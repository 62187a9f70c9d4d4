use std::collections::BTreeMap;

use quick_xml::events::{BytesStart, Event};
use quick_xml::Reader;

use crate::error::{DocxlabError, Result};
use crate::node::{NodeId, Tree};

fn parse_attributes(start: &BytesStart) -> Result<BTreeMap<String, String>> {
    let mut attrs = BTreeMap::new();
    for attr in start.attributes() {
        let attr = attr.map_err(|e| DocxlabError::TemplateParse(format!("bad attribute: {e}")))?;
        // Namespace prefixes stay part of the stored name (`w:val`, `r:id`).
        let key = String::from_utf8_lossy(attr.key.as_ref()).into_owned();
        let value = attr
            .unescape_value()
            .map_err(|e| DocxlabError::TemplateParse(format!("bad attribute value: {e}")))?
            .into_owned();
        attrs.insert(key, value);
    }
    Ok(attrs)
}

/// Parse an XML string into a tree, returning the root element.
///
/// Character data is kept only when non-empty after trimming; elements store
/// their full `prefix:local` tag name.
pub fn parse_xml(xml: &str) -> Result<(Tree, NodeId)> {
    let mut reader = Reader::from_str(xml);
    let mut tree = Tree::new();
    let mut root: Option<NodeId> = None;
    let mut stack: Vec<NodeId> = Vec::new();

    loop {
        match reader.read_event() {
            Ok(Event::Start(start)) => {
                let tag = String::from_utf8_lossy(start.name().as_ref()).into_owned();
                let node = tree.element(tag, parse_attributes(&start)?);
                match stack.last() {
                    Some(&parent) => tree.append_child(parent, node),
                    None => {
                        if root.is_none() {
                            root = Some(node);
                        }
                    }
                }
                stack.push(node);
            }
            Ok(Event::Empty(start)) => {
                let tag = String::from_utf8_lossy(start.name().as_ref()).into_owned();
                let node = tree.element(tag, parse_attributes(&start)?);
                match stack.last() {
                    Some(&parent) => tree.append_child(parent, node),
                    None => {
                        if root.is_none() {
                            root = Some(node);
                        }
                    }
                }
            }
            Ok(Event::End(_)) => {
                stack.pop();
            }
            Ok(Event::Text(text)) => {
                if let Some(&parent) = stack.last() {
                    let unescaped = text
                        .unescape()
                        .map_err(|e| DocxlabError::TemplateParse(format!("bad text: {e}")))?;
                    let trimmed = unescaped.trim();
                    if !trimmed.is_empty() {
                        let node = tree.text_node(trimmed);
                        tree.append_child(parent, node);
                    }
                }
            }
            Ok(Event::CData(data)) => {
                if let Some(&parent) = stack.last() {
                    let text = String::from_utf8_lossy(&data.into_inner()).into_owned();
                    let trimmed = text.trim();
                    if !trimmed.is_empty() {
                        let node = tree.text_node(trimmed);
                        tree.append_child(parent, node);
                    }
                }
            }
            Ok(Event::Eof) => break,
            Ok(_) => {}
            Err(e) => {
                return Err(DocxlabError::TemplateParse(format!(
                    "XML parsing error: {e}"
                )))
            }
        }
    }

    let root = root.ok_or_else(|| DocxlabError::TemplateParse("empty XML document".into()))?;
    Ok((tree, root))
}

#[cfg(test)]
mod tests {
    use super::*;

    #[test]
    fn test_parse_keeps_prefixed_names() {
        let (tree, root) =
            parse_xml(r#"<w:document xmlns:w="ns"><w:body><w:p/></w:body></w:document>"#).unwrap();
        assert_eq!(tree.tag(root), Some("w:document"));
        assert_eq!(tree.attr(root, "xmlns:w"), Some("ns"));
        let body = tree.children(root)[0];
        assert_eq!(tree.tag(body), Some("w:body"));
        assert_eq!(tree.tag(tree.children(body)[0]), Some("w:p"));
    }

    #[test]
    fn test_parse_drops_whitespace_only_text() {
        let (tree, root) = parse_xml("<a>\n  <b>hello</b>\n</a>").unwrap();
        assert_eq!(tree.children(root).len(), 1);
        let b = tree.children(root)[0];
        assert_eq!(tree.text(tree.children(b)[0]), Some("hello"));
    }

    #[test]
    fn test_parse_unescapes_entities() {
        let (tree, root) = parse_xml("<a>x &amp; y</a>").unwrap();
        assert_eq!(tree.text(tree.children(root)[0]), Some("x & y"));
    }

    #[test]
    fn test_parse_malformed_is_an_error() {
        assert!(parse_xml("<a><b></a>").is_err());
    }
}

================================

YOUR INSTRUCTIONS:
Pull out all lines from the listing that contain the string "TemplateParse".

RESULT BELOW:
        let attr = attr.map_err(|e| DocxlabError::TemplateParse(format!("bad attribute: {e}")))?;
            .map_err(|e| DocxlabError::TemplateParse(format!("bad attribute value: {e}")))?
                        .map_err(|e| DocxlabError::TemplateParse(format!("bad text: {e}")))?;
                return Err(DocxlabError::TemplateParse(format!(
    let root = root.ok_or_else(|| DocxlabError::TemplateParse("empty XML document".into()))?;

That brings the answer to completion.